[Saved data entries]

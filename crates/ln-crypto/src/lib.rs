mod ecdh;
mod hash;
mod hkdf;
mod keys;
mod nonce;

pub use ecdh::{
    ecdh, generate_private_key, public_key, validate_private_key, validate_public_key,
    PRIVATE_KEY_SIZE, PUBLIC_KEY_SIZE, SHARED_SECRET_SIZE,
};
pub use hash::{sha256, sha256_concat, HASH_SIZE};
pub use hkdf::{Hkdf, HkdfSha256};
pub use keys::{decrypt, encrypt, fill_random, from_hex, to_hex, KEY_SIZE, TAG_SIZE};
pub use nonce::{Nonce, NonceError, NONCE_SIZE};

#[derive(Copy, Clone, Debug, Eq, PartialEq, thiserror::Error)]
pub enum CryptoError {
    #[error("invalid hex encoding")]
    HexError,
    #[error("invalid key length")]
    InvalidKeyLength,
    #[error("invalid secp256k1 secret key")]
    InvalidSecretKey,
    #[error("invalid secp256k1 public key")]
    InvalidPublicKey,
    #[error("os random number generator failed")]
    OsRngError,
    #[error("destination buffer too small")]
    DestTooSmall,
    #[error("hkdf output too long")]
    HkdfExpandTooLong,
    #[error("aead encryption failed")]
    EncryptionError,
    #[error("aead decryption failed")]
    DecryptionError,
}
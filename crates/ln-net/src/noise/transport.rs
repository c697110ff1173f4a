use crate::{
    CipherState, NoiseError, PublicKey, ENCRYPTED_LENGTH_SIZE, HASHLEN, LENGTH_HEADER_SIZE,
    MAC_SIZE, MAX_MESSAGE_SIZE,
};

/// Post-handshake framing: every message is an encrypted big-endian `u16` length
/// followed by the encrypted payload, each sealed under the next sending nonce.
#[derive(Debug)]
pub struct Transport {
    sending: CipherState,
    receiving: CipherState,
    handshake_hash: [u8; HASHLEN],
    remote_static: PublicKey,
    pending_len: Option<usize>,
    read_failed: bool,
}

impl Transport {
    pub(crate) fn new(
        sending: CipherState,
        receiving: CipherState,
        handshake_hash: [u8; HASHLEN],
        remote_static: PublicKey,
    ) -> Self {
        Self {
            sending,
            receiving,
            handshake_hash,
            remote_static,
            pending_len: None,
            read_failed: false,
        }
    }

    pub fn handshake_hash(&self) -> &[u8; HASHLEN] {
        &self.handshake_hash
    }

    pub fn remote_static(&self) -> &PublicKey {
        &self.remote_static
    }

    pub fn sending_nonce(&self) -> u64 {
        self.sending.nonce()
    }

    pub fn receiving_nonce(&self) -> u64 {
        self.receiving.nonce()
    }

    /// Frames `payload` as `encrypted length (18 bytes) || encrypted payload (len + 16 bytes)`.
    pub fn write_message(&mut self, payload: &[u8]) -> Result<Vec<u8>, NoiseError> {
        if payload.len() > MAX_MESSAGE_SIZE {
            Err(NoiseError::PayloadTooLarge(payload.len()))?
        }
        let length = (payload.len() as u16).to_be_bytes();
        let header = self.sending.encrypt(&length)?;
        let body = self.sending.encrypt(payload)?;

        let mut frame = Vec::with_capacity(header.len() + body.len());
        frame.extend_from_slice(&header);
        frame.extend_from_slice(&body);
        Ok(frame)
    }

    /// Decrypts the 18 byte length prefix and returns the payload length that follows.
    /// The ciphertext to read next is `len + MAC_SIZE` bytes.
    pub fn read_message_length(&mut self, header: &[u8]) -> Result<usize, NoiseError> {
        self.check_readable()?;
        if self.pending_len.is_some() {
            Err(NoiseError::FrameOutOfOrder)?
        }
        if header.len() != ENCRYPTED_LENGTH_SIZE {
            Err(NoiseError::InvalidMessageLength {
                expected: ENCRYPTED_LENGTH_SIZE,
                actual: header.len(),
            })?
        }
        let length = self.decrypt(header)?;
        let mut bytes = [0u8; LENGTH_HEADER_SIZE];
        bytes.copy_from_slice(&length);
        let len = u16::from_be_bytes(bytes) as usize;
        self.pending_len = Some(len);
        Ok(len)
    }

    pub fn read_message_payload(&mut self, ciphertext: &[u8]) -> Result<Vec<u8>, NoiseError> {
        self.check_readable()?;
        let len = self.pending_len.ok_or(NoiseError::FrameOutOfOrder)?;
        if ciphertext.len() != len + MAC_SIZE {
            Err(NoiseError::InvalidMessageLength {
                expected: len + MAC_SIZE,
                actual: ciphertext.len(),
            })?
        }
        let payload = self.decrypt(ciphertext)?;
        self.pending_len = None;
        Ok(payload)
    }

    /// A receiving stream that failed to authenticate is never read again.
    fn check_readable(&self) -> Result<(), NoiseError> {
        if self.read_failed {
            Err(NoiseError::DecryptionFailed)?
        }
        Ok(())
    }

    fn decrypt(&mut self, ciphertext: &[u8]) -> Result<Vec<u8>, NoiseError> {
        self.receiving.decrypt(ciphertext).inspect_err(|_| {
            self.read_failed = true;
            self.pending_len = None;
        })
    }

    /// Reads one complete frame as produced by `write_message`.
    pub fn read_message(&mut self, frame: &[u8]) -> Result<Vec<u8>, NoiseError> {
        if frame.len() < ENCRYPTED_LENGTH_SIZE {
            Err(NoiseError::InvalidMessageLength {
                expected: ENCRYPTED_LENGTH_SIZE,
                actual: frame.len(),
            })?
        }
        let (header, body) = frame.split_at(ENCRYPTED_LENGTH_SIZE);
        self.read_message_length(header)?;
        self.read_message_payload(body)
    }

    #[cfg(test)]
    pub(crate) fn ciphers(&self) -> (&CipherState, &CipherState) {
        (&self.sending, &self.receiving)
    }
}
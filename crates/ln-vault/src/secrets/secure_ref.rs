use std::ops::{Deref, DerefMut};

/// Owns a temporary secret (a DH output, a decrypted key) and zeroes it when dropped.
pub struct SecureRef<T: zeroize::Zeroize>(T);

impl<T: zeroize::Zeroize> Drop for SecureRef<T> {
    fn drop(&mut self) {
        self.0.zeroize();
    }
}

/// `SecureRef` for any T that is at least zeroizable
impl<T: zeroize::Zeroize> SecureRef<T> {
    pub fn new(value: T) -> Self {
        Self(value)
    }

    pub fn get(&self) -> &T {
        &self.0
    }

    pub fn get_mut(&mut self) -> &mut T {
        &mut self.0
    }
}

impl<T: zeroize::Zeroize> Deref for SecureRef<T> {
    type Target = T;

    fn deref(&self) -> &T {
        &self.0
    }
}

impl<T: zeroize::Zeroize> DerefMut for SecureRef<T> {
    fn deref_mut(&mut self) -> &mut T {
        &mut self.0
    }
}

- [To do] Every line above that holds the word "CipherState" should be copied out.

- [Reply]
    CipherState, NoiseError, PublicKey, ENCRYPTED_LENGTH_SIZE, HASHLEN, LENGTH_HEADER_SIZE,
    sending: CipherState,
    receiving: CipherState,
        sending: CipherState,
        receiving: CipherState,
    pub(crate) fn ciphers(&self) -> (&CipherState, &CipherState) {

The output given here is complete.